→ **Exercise directions**: How many lines in the records below contain the word "visible"? Reply with the number alone.

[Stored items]
Segment Open
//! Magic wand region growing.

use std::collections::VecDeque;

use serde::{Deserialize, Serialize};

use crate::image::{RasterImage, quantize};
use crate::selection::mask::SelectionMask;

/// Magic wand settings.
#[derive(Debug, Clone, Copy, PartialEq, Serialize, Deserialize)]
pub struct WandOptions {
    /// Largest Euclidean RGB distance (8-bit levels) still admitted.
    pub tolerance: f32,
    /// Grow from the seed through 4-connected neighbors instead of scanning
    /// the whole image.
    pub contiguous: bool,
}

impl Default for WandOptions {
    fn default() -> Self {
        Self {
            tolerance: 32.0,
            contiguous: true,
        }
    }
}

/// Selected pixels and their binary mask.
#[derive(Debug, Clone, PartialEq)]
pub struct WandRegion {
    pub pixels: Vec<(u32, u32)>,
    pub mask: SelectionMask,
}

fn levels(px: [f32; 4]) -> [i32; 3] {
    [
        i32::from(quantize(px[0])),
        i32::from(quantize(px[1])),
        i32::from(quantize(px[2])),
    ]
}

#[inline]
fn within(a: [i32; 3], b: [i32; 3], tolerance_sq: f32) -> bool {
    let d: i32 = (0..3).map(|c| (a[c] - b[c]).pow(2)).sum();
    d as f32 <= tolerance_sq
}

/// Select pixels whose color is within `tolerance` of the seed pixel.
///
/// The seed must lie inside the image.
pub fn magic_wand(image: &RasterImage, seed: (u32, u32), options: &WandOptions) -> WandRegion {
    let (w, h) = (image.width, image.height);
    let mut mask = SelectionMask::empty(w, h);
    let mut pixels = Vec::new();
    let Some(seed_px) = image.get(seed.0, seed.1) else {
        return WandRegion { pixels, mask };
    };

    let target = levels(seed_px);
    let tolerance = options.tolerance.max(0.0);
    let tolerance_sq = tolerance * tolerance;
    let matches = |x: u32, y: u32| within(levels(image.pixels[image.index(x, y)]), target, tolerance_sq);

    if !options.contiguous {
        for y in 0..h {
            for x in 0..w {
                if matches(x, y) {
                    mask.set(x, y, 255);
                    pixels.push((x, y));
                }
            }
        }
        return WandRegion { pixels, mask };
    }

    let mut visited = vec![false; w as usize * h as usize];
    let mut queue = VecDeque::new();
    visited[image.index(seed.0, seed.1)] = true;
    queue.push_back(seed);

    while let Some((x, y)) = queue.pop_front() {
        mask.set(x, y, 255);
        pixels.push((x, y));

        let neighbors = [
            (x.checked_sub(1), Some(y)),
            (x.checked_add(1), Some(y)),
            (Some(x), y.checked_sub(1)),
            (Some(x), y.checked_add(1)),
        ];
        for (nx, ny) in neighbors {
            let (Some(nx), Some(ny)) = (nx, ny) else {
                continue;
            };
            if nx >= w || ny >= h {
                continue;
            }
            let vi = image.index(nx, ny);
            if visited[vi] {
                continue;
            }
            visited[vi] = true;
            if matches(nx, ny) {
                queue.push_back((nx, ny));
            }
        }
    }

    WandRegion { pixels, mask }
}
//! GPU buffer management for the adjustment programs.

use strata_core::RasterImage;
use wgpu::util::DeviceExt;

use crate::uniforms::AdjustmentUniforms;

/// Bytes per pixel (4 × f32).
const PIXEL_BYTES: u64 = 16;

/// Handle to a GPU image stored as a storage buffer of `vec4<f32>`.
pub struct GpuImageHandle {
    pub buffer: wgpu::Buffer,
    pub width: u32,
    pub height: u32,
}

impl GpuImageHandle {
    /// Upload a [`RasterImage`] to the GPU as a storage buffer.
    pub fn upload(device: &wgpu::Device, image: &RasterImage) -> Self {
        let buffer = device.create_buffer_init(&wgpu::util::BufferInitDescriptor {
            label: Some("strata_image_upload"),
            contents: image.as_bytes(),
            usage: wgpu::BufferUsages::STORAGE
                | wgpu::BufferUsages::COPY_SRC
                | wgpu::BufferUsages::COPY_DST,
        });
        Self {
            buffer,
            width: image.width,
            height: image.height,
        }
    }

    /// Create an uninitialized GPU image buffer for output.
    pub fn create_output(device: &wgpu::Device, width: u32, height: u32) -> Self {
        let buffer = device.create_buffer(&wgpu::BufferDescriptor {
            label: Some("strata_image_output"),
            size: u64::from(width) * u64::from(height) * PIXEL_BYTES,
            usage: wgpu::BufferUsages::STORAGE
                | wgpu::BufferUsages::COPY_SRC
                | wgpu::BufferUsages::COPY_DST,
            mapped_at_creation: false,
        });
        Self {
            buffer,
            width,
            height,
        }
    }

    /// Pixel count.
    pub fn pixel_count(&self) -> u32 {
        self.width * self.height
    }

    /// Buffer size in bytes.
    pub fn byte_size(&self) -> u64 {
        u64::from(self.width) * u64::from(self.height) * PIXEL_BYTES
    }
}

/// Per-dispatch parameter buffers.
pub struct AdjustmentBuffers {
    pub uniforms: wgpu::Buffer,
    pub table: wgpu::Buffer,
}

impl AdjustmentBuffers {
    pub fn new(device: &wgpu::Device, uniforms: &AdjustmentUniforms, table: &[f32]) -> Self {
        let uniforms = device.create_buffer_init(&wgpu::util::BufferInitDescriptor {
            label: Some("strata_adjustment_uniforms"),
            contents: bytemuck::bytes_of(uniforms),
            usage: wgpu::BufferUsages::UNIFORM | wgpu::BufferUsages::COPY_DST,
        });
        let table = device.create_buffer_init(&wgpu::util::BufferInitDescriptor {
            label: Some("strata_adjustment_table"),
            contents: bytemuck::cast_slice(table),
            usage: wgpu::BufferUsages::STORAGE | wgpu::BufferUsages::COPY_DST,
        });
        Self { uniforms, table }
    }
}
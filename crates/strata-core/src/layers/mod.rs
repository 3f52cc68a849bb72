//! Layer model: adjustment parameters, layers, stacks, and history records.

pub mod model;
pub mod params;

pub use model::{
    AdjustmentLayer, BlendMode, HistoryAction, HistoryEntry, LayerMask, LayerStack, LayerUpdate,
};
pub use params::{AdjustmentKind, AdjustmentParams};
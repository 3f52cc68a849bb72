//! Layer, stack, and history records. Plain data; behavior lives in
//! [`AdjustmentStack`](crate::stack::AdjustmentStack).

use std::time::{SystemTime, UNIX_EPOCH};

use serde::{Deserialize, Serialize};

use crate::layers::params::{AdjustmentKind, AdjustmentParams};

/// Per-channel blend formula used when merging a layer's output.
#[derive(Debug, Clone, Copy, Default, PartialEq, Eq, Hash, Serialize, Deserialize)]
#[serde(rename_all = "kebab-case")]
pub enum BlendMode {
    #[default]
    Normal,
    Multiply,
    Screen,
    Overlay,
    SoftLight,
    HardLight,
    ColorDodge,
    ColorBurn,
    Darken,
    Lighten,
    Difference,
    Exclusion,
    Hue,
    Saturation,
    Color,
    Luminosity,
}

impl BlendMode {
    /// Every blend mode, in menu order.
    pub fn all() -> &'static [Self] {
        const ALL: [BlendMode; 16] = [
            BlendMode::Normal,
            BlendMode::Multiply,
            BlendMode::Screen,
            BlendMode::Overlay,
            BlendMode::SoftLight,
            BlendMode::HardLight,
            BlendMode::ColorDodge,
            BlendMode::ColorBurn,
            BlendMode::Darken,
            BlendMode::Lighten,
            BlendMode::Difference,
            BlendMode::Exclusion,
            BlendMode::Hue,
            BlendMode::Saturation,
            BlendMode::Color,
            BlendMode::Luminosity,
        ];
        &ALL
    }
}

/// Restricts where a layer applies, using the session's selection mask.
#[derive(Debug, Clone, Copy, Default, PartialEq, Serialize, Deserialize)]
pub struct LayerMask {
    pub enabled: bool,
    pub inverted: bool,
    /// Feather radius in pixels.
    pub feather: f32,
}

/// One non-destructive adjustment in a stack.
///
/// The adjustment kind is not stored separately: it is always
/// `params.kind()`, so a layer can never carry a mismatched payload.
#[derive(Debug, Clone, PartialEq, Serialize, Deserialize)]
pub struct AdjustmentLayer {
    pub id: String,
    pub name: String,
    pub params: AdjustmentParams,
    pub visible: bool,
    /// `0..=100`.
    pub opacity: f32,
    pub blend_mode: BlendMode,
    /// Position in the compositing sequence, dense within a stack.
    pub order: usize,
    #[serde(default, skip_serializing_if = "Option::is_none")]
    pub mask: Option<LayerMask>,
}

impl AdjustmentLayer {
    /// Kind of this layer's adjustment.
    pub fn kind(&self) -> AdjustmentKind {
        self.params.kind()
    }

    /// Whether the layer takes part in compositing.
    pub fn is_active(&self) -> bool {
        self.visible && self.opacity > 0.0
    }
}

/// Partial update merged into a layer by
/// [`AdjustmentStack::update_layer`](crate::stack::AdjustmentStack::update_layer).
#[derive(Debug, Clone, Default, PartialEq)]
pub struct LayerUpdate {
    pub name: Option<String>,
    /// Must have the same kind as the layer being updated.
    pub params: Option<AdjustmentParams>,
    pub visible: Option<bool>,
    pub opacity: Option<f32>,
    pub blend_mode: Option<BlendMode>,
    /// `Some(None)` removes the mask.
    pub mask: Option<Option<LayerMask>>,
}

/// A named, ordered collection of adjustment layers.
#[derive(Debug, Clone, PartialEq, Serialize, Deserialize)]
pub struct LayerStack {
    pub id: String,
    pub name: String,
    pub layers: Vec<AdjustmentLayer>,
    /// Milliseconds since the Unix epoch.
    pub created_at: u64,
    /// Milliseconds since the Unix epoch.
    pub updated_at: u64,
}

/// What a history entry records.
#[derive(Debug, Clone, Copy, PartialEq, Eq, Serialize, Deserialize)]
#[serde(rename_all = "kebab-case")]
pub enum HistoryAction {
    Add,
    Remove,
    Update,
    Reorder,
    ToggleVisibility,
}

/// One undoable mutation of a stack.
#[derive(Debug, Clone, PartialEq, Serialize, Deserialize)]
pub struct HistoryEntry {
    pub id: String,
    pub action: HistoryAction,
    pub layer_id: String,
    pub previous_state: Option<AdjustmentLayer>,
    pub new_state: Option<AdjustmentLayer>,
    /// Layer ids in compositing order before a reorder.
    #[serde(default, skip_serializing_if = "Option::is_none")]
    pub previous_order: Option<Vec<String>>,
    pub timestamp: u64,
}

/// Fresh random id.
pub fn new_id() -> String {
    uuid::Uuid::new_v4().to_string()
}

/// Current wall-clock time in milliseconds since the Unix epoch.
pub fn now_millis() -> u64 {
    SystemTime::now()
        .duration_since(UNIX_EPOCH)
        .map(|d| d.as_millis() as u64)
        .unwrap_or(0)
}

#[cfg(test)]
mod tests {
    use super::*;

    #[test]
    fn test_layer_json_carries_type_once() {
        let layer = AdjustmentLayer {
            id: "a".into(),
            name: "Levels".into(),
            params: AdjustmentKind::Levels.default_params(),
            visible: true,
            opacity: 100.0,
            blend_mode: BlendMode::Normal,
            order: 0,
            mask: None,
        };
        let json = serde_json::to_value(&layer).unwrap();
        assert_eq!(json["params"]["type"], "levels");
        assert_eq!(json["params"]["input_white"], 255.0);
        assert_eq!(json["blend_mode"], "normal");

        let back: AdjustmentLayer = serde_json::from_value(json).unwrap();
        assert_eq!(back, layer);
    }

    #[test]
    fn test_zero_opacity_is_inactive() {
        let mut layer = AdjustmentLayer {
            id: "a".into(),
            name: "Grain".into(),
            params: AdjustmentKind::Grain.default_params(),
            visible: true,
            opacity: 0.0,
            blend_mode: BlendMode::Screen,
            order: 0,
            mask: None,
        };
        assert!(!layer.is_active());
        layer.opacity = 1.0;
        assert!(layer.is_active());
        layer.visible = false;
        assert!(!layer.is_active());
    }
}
Segment Closed
Segment Open
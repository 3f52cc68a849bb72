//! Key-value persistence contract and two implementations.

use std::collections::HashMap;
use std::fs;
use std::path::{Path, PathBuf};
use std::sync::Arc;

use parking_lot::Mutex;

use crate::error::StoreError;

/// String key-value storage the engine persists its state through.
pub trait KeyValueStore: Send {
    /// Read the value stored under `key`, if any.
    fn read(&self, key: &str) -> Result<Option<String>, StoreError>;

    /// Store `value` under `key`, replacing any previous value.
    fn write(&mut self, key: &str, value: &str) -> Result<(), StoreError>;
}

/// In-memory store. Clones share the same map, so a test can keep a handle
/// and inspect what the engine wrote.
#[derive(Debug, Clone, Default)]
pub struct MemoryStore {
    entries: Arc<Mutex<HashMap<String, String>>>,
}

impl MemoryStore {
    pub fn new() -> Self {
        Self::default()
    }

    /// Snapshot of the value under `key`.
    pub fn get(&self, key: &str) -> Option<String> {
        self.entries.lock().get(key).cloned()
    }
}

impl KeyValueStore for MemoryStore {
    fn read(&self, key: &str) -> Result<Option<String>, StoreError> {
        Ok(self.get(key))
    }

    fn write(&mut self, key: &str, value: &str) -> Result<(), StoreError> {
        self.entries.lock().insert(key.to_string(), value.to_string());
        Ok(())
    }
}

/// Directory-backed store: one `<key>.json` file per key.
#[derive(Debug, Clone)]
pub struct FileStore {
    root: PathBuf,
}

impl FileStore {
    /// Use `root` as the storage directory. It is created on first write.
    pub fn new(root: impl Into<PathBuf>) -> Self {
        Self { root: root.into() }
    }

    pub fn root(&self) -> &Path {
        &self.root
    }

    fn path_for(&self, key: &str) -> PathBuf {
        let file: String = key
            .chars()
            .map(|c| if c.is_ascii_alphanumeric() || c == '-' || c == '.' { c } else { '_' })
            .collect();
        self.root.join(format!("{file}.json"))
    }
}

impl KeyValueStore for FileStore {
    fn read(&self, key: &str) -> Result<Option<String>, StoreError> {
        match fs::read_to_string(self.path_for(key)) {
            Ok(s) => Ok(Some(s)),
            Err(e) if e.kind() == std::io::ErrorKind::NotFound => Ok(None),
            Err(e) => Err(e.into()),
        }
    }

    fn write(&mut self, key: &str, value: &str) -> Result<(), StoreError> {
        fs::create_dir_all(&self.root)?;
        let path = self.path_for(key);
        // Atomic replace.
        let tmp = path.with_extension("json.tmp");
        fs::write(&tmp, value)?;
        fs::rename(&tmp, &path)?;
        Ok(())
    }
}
Segment Closed
→ **Your solution**: 6